● **Task description**: Repeat the lines below exactly as written, please, from the line with "pub fn supported_version(&self)" to the line with "pub fn supports(&self, version: i32)", both lines included, and no others.

========

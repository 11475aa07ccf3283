//
// Copyright 2026 Hans W. Uhlig. All Rights Reserved.
//
// Licensed under the Apache License, Version 2.0 (the "License");
// you may not use this file except in compliance with the License.
// You may obtain a copy of the License at
//
//      http://www.apache.org/licenses/LICENSE-2.0
//
// Unless required by applicable law or agreed to in writing, software
// distributed under the License is distributed on an "AS IS" BASIS,
// WITHOUT WARRANTIES OR CONDITIONS OF ANY KIND, either express or implied.
// See the License for the specific language governing permissions and
// limitations under the License.
//

//! Tests for Channel request correlation, dispatch and close.

use super::*;
use crate::connection::{ConnectionError, Role};
use crate::error::{ExtendError, RemoteError};
use crate::gate::Wait;
use crate::protocol::control::{ControlMessageType, PingRequest};
use crate::protocol::{Message, Protocol, ProtocolError, Request, Response};
use crate::serialization::SerializerFormat;
use crate::testing::{
    EchoRequest, Notice, TEST_PROTOCOL, TestManager, echo_response, open_channel,
    open_connection, test_protocol,
};
use std::panic::{self, AssertUnwindSafe};
use std::sync::mpsc;
use std::sync::{Arc, Barrier};
use std::thread;
use std::time::{Duration, Instant};

fn echo(channel: &Arc<Channel>, text: &str) -> Box<EchoRequest> {
    let mut request = channel.create::<EchoRequest>(EchoRequest::TYPE_ID).unwrap();
    request.text = text.to_string();
    request
}

fn inbound_echo(channel: &Arc<Channel>, id: i64, text: &str) -> Box<dyn Message> {
    let mut request = echo(channel, text);
    request.request_header_mut().set_id(id);
    request
}

fn posted_response(manager: &TestManager, channel: ChannelId) -> Response {
    let message = manager.wait_posted(channel, Duration::from_secs(1)).unwrap();
    message.as_response().cloned().unwrap()
}

#[test]
fn test_request_ids_are_sequential() {
    let (manager, connection) = open_connection(Role::Initiator, 1);
    let channel = open_channel(&connection);

    let first = channel.send_request(echo(&channel, "a")).unwrap();
    let second = channel.send_request(echo(&channel, "b")).unwrap();
    assert_eq!(first.request_id(), 1);
    assert_eq!(second.request_id(), 2);
    assert_eq!(channel.pending_request_count(), 2);

    let posted = manager.take_posted();
    assert_eq!(posted.len(), 2);
    assert!(posted.iter().all(|(id, _)| *id == channel.id()));
}

#[test]
fn test_response_resolves_status() {
    let (manager, connection) = open_connection(Role::Initiator, 1);
    let channel = open_channel(&connection);

    let status = channel.send_request(echo(&channel, "OK")).unwrap();
    let request = manager.wait_posted(channel.id(), Duration::from_secs(1)).unwrap();
    channel.receive(echo_response(&channel, request.as_ref()));

    let response = status.wait_for_response(Some(Duration::from_secs(1))).unwrap();
    let value: Option<String> = response.value(channel.require_serializer().unwrap()).unwrap();
    assert_eq!(value.as_deref(), Some("OK"));
    assert!(!channel.has_pending_request(status.request_id()));
}

#[test]
fn test_blocking_request() {
    let (manager, connection) = open_connection(Role::Initiator, 1);
    let channel = open_channel(&connection);

    let responder = {
        let manager = manager.clone();
        let channel = channel.clone();
        thread::spawn(move || {
            let request = manager.wait_posted(channel.id(), Duration::from_secs(2)).unwrap();
            channel.receive(echo_response(&channel, request.as_ref()));
        })
    };

    let value: Option<String> = channel.request_value(echo(&channel, "OK")).unwrap();
    responder.join().unwrap();
    assert_eq!(value.as_deref(), Some("OK"));
    assert_eq!(channel.pending_request_count(), 0);
}

#[test]
fn test_request_times_out() {
    let (_manager, connection) = open_connection(Role::Initiator, 1);
    let channel = open_channel(&connection);

    let started = Instant::now();
    let error = channel
        .request_timeout(echo(&channel, "lost"), Duration::from_millis(50))
        .unwrap_err();
    assert!(error.is_timeout());
    assert!(started.elapsed() >= Duration::from_millis(50));
    assert!(!channel.has_pending_request(1));
}

#[test]
fn test_request_timeout_override() {
    let (manager, connection) = open_connection(Role::Initiator, 1);
    manager.set_request_timeout(None);
    let channel = open_channel(&connection);

    let mut request = echo(&channel, "lost");
    request.timeout = Some(Duration::from_millis(20));
    let status = channel.send_request(request).unwrap();
    assert_eq!(status.default_timeout(), Some(Duration::from_millis(20)));
    assert!(status.wait_for_response(None).unwrap_err().is_timeout());
}

#[test]
fn test_request_rejected_on_service_thread() {
    let (manager, connection) = open_connection(Role::Initiator, 1);
    manager.set_strict_service_thread(true);
    let channel = open_channel(&connection);

    let error = channel.request(echo(&channel, "x")).unwrap_err();
    assert!(matches!(error, ExtendError::IllegalState(_)));
    assert_eq!(manager.posted_count(), 0);
}

#[test]
fn test_remote_failure_is_returned() {
    let (manager, connection) = open_connection(Role::Initiator, 1);
    let channel = open_channel(&connection);

    let status = channel.send_request(echo(&channel, "x")).unwrap();
    manager.take_posted();
    let mut response = channel.message_factory().unwrap().create_response().unwrap();
    response.set_request_id(status.request_id());
    response.set_failure(RemoteError::new("illegal-argument", "bad input"));
    channel.receive(Box::new(response));

    match status.wait_for_response(Some(Duration::from_secs(1))) {
        Err(ExtendError::Remote(error)) => {
            assert_eq!(error.kind(), "illegal-argument");
            assert_eq!(error.message(), "bad input");
        }
        other => panic!("unexpected outcome: {other:?}"),
    }
    assert!(status.is_cancelled());
}

#[test]
fn test_status_resolves_once() {
    let (manager, connection) = open_connection(Role::Initiator, 1);
    let channel = open_channel(&connection);
    let factory = channel.message_factory().unwrap();

    let cancelled = channel.send_request(echo(&channel, "first")).unwrap();
    assert!(cancelled.cancel(ExtendError::illegal_state("gone")));
    assert!(!cancelled.set_response(factory.create_response().unwrap()));
    assert!(cancelled.is_cancelled());
    assert!(matches!(
        cancelled.wait_for_response(Some(Duration::ZERO)),
        Err(ExtendError::IllegalState(_))
    ));

    let answered = channel.send_request(echo(&channel, "second")).unwrap();
    assert!(answered.set_response(factory.create_response().unwrap()));
    assert!(!answered.cancel(ExtendError::illegal_state("late")));
    assert!(!answered.is_cancelled());
    assert!(answered.wait_for_response(Some(Duration::ZERO)).is_ok());

    let expired = channel.send_request(echo(&channel, "third")).unwrap();
    assert!(expired.wait_for_response(Some(Duration::ZERO)).unwrap_err().is_timeout());
    assert!(!expired.set_response(factory.create_response().unwrap()));
    assert!(expired.is_cancelled());
    assert!(expired.try_response().unwrap().unwrap_err().is_timeout());

    assert_eq!(channel.pending_request_count(), 0);
    manager.take_posted();
}
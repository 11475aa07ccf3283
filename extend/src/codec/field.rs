//
// Copyright 2026 Hans W. Uhlig. All Rights Reserved.
//
// Licensed under the Apache License, Version 2.0 (the "License");
// you may not use this file except in compliance with the License.
// You may obtain a copy of the License at
//
//      http://www.apache.org/licenses/LICENSE-2.0
//
// Unless required by applicable law or agreed to in writing, software
// distributed under the License is distributed on an "AS IS" BASIS,
// WITHOUT WARRANTIES OR CONDITIONS OF ANY KIND, either express or implied.
// See the License for the specific language governing permissions and
// limitations under the License.
//

//! Indexed property streams.
//!
//! A message body is a sequence of records followed by an end marker:
//!
//! ```text
//! +----------------+--------------+-----------------+
//! | index (zigzag) | length (u64) | payload (bytes) |   repeated, ascending index
//! +----------------+--------------+-----------------+
//! | -1 (zigzag)                                     |   end marker
//! +-------------------------------------------------+
//! ```
//!
//! Readers ask for properties by index. Properties a reader does not know are
//! left in the stream and captured by [`FieldReader::read_remainder`], which
//! is how a message preserves data written by a newer version of itself.

use crate::codec::CodecError;
use crate::codec::packed::{
    read_packed_i32, read_packed_i64, read_packed_u64, write_packed_i32, write_packed_i64,
    write_packed_u64,
};
use crate::serialization::{Serializer, SerializerFormat};
use serde::Serialize;
use serde::de::DeserializeOwned;

const END_MARKER: i32 = -1;

/// Writes indexed properties of a message body.
pub struct FieldWriter<'a> {
    out: &'a mut Vec<u8>,
    serializer: &'a SerializerFormat,
    version: i32,
    last_index: Option<i32>,
}

impl<'a> FieldWriter<'a> {
    pub(crate) fn new(out: &'a mut Vec<u8>, serializer: &'a SerializerFormat, version: i32) -> Self {
        Self {
            out,
            serializer,
            version,
            last_index: None,
        }
    }

    /// The version the body is being written at.
    #[must_use]
    pub fn version(&self) -> i32 {
        self.version
    }

    fn record(&mut self, index: i32, payload: &[u8]) -> Result<(), CodecError> {
        if index < 0 {
            return Err(CodecError::InvalidIndex(index));
        }
        if let Some(last) = self.last_index
            && index <= last
        {
            return Err(CodecError::PropertyOrder { index, last });
        }
        write_packed_i32(self.out, index);
        write_packed_u64(self.out, payload.len() as u64);
        self.out.extend_from_slice(payload);
        self.last_index = Some(index);
        Ok(())
    }

    /// Writes a 32-bit integer property.
    pub fn write_i32(&mut self, index: i32, value: i32) -> Result<(), CodecError> {
        let mut buf = Vec::with_capacity(5);
        write_packed_i32(&mut buf, value);
        self.record(index, &buf)
    }

    /// Writes a 64-bit integer property.
    pub fn write_i64(&mut self, index: i32, value: i64) -> Result<(), CodecError> {
        let mut buf = Vec::with_capacity(10);
        write_packed_i64(&mut buf, value);
        self.record(index, &buf)
    }

    /// Writes a boolean property.
    pub fn write_bool(&mut self, index: i32, value: bool) -> Result<(), CodecError> {
        self.record(index, &[u8::from(value)])
    }

    /// Writes a UTF-8 string property.
    pub fn write_string(&mut self, index: i32, value: &str) -> Result<(), CodecError> {
        self.record(index, value.as_bytes())
    }

    /// Writes a string property if present.
    pub fn write_optional_string(&mut self, index: i32, value: Option<&str>) -> Result<(), CodecError> {
        match value {
            Some(value) => self.write_string(index, value),
            None => Ok(()),
        }
    }

    /// Writes a raw binary property.
    pub fn write_bytes(&mut self, index: i32, value: &[u8]) -> Result<(), CodecError> {
        self.record(index, value)
    }

    /// Writes a property serialized with the Channel's serializer.
    pub fn write_object<T>(&mut self, index: i32, value: &T) -> Result<(), CodecError>
    where
        T: Serialize + ?Sized,
    {
        let bytes = self
            .serializer
            .serialize(value)
            .map_err(|e| CodecError::Payload {
                index,
                message: e.to_string(),
            })?;
        self.record(index, &bytes)
    }

    /// Writes a nested property stream built by `build`.
    pub fn write_nested<F>(&mut self, index: i32, build: F) -> Result<(), CodecError>
    where
        F: FnOnce(&mut FieldWriter<'_>) -> Result<(), CodecError>,
    {
        let mut buf = Vec::new();
        let mut nested = FieldWriter::new(&mut buf, self.serializer, self.version);
        build(&mut nested)?;
        nested.finish();
        self.record(index, &buf)
    }

    /// Appends previously captured unknown properties verbatim.
    pub(crate) fn write_remainder(&mut self, remainder: &[u8]) {
        self.out.extend_from_slice(remainder);
    }

    /// Writes the end marker.
    pub(crate) fn finish(self) {
        write_packed_i32(self.out, END_MARKER);
    }
}

/// Reads indexed properties of a message body.
///
/// Properties must be requested in ascending index order. Asking for an index
/// that is not present yields `None`; lower-indexed properties that were
/// skipped over are discarded.
pub struct FieldReader<'a> {
    input: &'a [u8],
    serializer: &'a SerializerFormat,
    version: i32,
}

impl<'a> FieldReader<'a> {
    pub(crate) fn new(input: &'a [u8], serializer: &'a SerializerFormat, version: i32) -> Self {
        Self {
            input,
            serializer,
            version,
        }
    }

    /// The version the body was written at.
    ///
    /// Messages use this to decide which properties a peer could have sent.
    #[must_use]
    pub fn version(&self) -> i32 {
        self.version
    }

    fn next_record(input: &mut &'a [u8]) -> Result<Option<(i32, &'a [u8])>, CodecError> {
        let index = read_packed_i32(input)?;
        if index == END_MARKER {
            return Ok(None);
        }
        if index < 0 {
            return Err(CodecError::InvalidIndex(index));
        }
        let len = usize::try_from(read_packed_u64(input)?).map_err(|_| CodecError::MalformedInteger)?;
        if input.len() < len {
            return Err(CodecError::Truncated {
                needed: len - input.len(),
            });
        }
        let (payload, rest) = input.split_at(len);
        *input = rest;
        Ok(Some((index, payload)))
    }

    fn seek(&mut self, index: i32) -> Result<Option<&'a [u8]>, CodecError> {
        loop {
            let mut cursor = self.input;
            let Some((found, payload)) = Self::next_record(&mut cursor)? else {
                return Ok(None);
            };
            if found > index {
                return Ok(None);
            }
            self.input = cursor;
            if found == index {
                return Ok(Some(payload));
            }
        }
    }

    /// Reads a 32-bit integer property.
    pub fn read_i32(&mut self, index: i32) -> Result<Option<i32>, CodecError> {
        self.seek(index)?
            .map(|mut payload| read_packed_i32(&mut payload))
            .transpose()
    }

    /// Reads a 64-bit integer property.
    pub fn read_i64(&mut self, index: i32) -> Result<Option<i64>, CodecError> {
        self.seek(index)?
            .map(|mut payload| read_packed_i64(&mut payload))
            .transpose()
    }

    /// Reads a boolean property.
    pub fn read_bool(&mut self, index: i32) -> Result<Option<bool>, CodecError> {
        match self.seek(index)? {
            None => Ok(None),
            Some([byte]) => Ok(Some(*byte != 0)),
            Some(other) => Err(CodecError::InvalidLength {
                index,
                len: other.len(),
                expected: "a single byte",
            }),
        }
    }

    /// Reads a UTF-8 string property.
    pub fn read_string(&mut self, index: i32) -> Result<Option<String>, CodecError> {
        self.seek(index)?
            .map(|payload| {
                std::str::from_utf8(payload)
                    .map(str::to_owned)
                    .map_err(|_| CodecError::InvalidUtf8 { index })
            })
            .transpose()
    }

    /// Reads a raw binary property.
    pub fn read_bytes(&mut self, index: i32) -> Result<Option<Vec<u8>>, CodecError> {
        Ok(self.seek(index)?.map(<[u8]>::to_vec))
    }

    /// Reads a property serialized with the Channel's serializer.
    pub fn read_object<T>(&mut self, index: i32) -> Result<Option<T>, CodecError>
    where
        T: DeserializeOwned,
    {
        let serializer = self.serializer;
        self.seek(index)?
            .map(|payload| {
                serializer.deserialize(payload).map_err(|e| CodecError::Payload {
                    index,
                    message: e.to_string(),
                })
            })
            .transpose()
    }

    /// Reads a nested property stream with `read`.
    pub fn read_nested<F, R>(&mut self, index: i32, read: F) -> Result<Option<R>, CodecError>
    where
        F: FnOnce(&mut FieldReader<'_>) -> Result<R, CodecError>,
    {
        let serializer = self.serializer;
        let version = self.version;
        self.seek(index)?
            .map(|payload| read(&mut FieldReader::new(payload, serializer, version)))
            .transpose()
    }

    /// Consumes the rest of the body and returns the unread properties.
    ///
    /// Fails if the end marker is missing or followed by extra bytes.
    pub(crate) fn read_remainder(self) -> Result<Vec<u8>, CodecError> {
        let start = self.input;
        let mut cursor = self.input;
        loop {
            let before = cursor;
            if Self::next_record(&mut cursor)?.is_none() {
                if !cursor.is_empty() {
                    return Err(CodecError::TrailingBytes(cursor.len()));
                }
                let consumed = start.len() - before.len();
                return Ok(start[..consumed].to_vec());
            }
        }
    }
}
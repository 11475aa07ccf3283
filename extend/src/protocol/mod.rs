//
// Copyright 2026 Hans W. Uhlig. All Rights Reserved.
//
// Licensed under the Apache License, Version 2.0 (the "License");
// you may not use this file except in compliance with the License.
// You may obtain a copy of the License at
//
//      http://www.apache.org/licenses/LICENSE-2.0
//
// Unless required by applicable law or agreed to in writing, software
// distributed under the License is distributed on an "AS IS" BASIS,
// WITHOUT WARRANTIES OR CONDITIONS OF ANY KIND, either express or implied.
// See the License for the specific language governing permissions and
// limitations under the License.
//

//! Protocols, message factories and the message model.
//!
//! A [`Protocol`] is a named, versioned family of messages. For every version
//! in its supported range it lazily builds one [`MessageFactory`] from the
//! constructors supplied by its [`MessageCatalog`], and hands the same factory
//! to every caller asking for that version.
//!
//! Messages come in three kinds:
//!
//! - plain [`Message`]s, executed with [`Message::run`]
//! - [`Request`]s, processed into a [`Response`] that travels back to the
//!   sender
//! - [`Response`]s, which resolve the sender's
//!   [`Status`](crate::channel::Status)
//!
//! The [`control`] module defines the protocol spoken on channel 0.
//!
//! # Examples
//!
//! ```rust
//! use extend::protocol::{Message, MessageCatalog, MessageConstructor, Protocol, Response};
//!
//! struct Catalog;
//!
//! fn response() -> Box<dyn Message> {
//!     Box::new(Response::new(0))
//! }
//!
//! impl MessageCatalog for Catalog {
//!     fn message_constructors(&self, _version: i32) -> Option<Vec<MessageConstructor>> {
//!         Some(vec![response as MessageConstructor])
//!     }
//! }
//!
//! let protocol = Protocol::new("Demo", 2, 1, Catalog).unwrap();
//! let v1 = protocol.message_factory(1).unwrap();
//! assert_eq!(v1.version(), 1);
//! assert!(protocol.message_factory(3).is_err());
//! ```

pub mod control;
mod error;
mod factory;
mod message;
mod request;
mod response;

pub use error::ProtocolError;
pub use factory::{MessageConstructor, MessageFactory};
pub use message::{Message, MessageHeader};
pub use request::{Request, RequestHeader};
pub(crate) use request::run_request;
pub use response::{Response, ResponseResult};

use parking_lot::Mutex;
use std::collections::BTreeMap;
use std::fmt;
use std::sync::Arc;

/// Supplies the message constructors of a protocol.
pub trait MessageCatalog: Send + Sync + 'static {
    /// Constructors of every message type available at `version`.
    ///
    /// Returning `None` means the protocol cannot build a factory for that
    /// version.
    fn message_constructors(&self, version: i32) -> Option<Vec<MessageConstructor>> {
        let _ = version;
        None
    }

    /// Type id of the protocol's [`Response`].
    fn response_type(&self) -> i32 {
        0
    }
}

/// A named, versioned family of messages.
pub struct Protocol {
    name: String,
    current_version: i32,
    supported_version: i32,
    catalog: Box<dyn MessageCatalog>,
    factories: Mutex<BTreeMap<i32, Arc<MessageFactory>>>,
}

impl Protocol {
    /// Declares a protocol supporting versions `supported..=current`.
    ///
    /// # Errors
    ///
    /// Fails if `supported > current`.
    pub fn new(
        name: impl Into<String>,
        current_version: i32,
        supported_version: i32,
        catalog: impl MessageCatalog,
    ) -> Result<Self, ProtocolError> {
        let name = name.into();
        if supported_version > current_version {
            return Err(ProtocolError::InvalidVersionRange {
                protocol: name,
                current: current_version,
                supported: supported_version,
            });
        }
        Ok(Self {
            name,
            current_version,
            supported_version,
            catalog: Box::new(catalog),
            factories: Mutex::new(BTreeMap::new()),
        })
    }

    /// The protocol name.
    #[must_use]
    pub fn name(&self) -> &str {
        &self.name
    }

    /// The newest version this side speaks.
    #[must_use]
    pub fn current_version(&self) -> i32 {
        self.current_version
    }

    /// The oldest version this side still speaks.
    #[must_use]
    pub fn supported_version(&self) -> i32 {
        self.supported_version
    }

    /// Returns `true` if `version` lies in the supported range.
    #[must_use]
    pub fn supports(&self, version: i32) -> bool {
        (self.supported_version..=self.current_version).contains(&version)
    }

    /// Picks the version to speak with a peer advertising
    /// `peer_supported..=peer_current`.
    ///
    /// The newest version both sides speak wins; `None` if the ranges do not
    /// overlap.
    #[must_use]
    pub fn negotiate(&self, peer_current: i32, peer_supported: i32) -> Option<i32> {
        let version = self.current_version.min(peer_current);
        (version >= self.supported_version.max(peer_supported)).then_some(version)
    }

    /// Returns the cached factory for `version`, building it on first use.
    ///
    /// # Errors
    ///
    /// Fails if the version is out of range, the catalog has no constructors
    /// for it, or the constructors are inconsistent.
    pub fn message_factory(&self, version: i32) -> Result<Arc<MessageFactory>, ProtocolError> {
        if !self.supports(version) {
            return Err(ProtocolError::UnsupportedVersion {
                protocol: self.name.clone(),
                version,
                supported: self.supported_version,
                current: self.current_version,
            });
        }

        let mut factories = self.factories.lock();
        if let Some(factory) = factories.get(&version) {
            return Ok(factory.clone());
        }
        let constructors = self.catalog.message_constructors(version).ok_or_else(|| {
            ProtocolError::NoMessageFactory {
                protocol: self.name.clone(),
                version,
            }
        })?;
        let factory = Arc::new(MessageFactory::new(
            self.name.as_str(),
            version,
            self.catalog.response_type(),
            &constructors,
        )?);
        factories.insert(version, factory.clone());
        tracing::debug!(protocol = %self.name, version, "built message factory");
        Ok(factory)
    }
}

impl fmt::Debug for Protocol {
    fn fmt(&self, f: &mut fmt::Formatter<'_>) -> fmt::Result {
        f.debug_struct("Protocol")
            .field("name", &self.name)
            .field("current_version", &self.current_version)
            .field("supported_version", &self.supported_version)
            .finish()
    }
}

========

● **Solution to the problem**:
    pub fn supported_version(&self) -> i32 {
        self.supported_version
    }

    /// Returns `true` if `version` lies in the supported range.
    #[must_use]
    pub fn supports(&self, version: i32) -> bool {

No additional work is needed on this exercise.